Also note, it doesn't limit the number of connections, but the number of in flight rpc calls. Before BCHD didn't support keepalives. When a request is sent, it increments the counter, then when complete it decrements it. The logic is super simple. However with keepalives if you send 50 requests and they are all pending, then it will report the error you are seeing.

I suspect there is a locking issue, and when that happens the rpc stops responding but fulcrum keeps sending requests. Then the server gets overloaded due to the backlog.

I would be curious if getblock calls to the rpc work from another host, or if they hang! If it is a locking issue then another client should also get blocked. Any chance you can test @infertux ?

After further investigation, I realised it happens whenever the HDD's I/O gets saturated by other programs running on this machine. So it's difficult to reproduce consistently and I guess it won't happen with fast SSDs.

if getblock calls to the rpc work from another host, or if they hang! If it is a locking issue then another client should also get blocked

Thanks! I'll try that next time it gets stuck...
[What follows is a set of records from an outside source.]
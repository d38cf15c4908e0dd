//! Schema metadata types for origin tables and columns.
//!
//! These types are populated by the external introspection step and are
//! read-only from the point of view of the identity migration.

use crate::error::{MigrateError, Result};
use serde::{Deserialize, Serialize};
use std::collections::HashMap;
use std::path::Path;

/// Column metadata.
#[derive(Debug, Clone, PartialEq, Eq, Serialize, Deserialize)]
pub struct Column {
    /// Column name as it exists in the origin store.
    pub name: String,

    /// Origin data type.
    #[serde(default)]
    pub data_type: String,

    /// Whether the column is nullable.
    #[serde(default)]
    pub is_nullable: bool,

    /// Whether the origin store generates this column's value on insert.
    #[serde(default, alias = "is_auto_increment")]
    pub is_identity: bool,
}

/// Table metadata.
#[derive(Debug, Clone, Serialize, Deserialize)]
pub struct Table {
    /// Origin schema name.
    #[serde(default)]
    pub schema: String,

    /// Table name as it exists in the origin store.
    pub name: String,

    /// Column definitions, in ordinal order.
    pub columns: Vec<Column>,
}

impl Table {
    /// Get the fully qualified table name.
    pub fn full_name(&self) -> String {
        if self.schema.is_empty() {
            self.name.clone()
        } else {
            format!("{}.{}", self.schema, self.name)
        }
    }

    /// The auto-increment column, if any.
    ///
    /// Only one column per table is treated as auto-increment. When the metadata
    /// flags several, the first in column order wins and the rest are ignored;
    /// see [`Table::ignored_identity_columns`].
    pub fn identity_column(&self) -> Option<&Column> {
        self.columns.iter().find(|c| c.is_identity)
    }

    /// Flagged columns that lose the first-match tie-break.
    pub fn ignored_identity_columns(&self) -> impl Iterator<Item = &Column> {
        self.columns.iter().filter(|c| c.is_identity).skip(1)
    }
}

/// On-disk layout of a catalog file.
#[derive(Debug, Deserialize)]
struct CatalogFile {
    tables: Vec<Table>,
}

/// Immutable schema metadata for every table in a run, keyed by origin table name.
#[derive(Debug, Clone, Default)]
pub struct SchemaCatalog {
    tables: Vec<Table>,
    by_name: HashMap<String, usize>,
}

impl SchemaCatalog {
    /// Build a catalog from already-extracted tables.
    ///
    /// Table names must be unique.
    pub fn new(tables: Vec<Table>) -> Result<Self> {
        let mut by_name = HashMap::with_capacity(tables.len());
        for (idx, table) in tables.iter().enumerate() {
            if table.name.is_empty() {
                return Err(MigrateError::SchemaCatalog(format!(
                    "table #{} has an empty name",
                    idx + 1
                )));
            }
            if by_name.insert(table.name.clone(), idx).is_some() {
                return Err(MigrateError::SchemaCatalog(format!(
                    "table '{}' is listed more than once",
                    table.name
                )));
            }
        }
        Ok(Self { tables, by_name })
    }

    /// Load a catalog from a YAML file with a top-level `tables` list.
    pub fn load<P: AsRef<Path>>(path: P) -> Result<Self> {
        let content = std::fs::read_to_string(path)?;
        Self::from_yaml(&content)
    }

    /// Parse a catalog from a YAML string.
    pub fn from_yaml(yaml: &str) -> Result<Self> {
        let file: CatalogFile = serde_yaml::from_str(yaml)
            .map_err(|e| MigrateError::SchemaCatalog(e.to_string()))?;
        Self::new(file.tables)
    }

    /// Look up a table by origin name.
    pub fn get(&self, origin_name: &str) -> Option<&Table> {
        self.by_name.get(origin_name).map(|&idx| &self.tables[idx])
    }

    /// All tables, in catalog order.
    pub fn tables(&self) -> &[Table] {
        &self.tables
    }

    pub fn len(&self) -> usize {
        self.tables.len()
    }

    pub fn is_empty(&self) -> bool {
        self.tables.is_empty()
    }
}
Hmm there are some throttling options in Fulcrum to perhaps help limit the number of RPC threads as well the number of concurrent rpc requests from clients. The two options are: bitcoind_clients and bitcoind_throttle. Refer to this example config for documentation on their meaning and syntax: https://github.com/cculianu/Fulcrum/blob/d7c194231e44fd1c1132ee06599e70ba2396663d/doc/fulcrum-example-config.conf#L526

Not sure if this can help you but maybe setting these options to something extremely conservative, say: bitcoind_clients = 1 and bitcoind_throttle = 5 3 1 or something like that would help make it extremely improbable that the I/O falls behind?

Just a thought...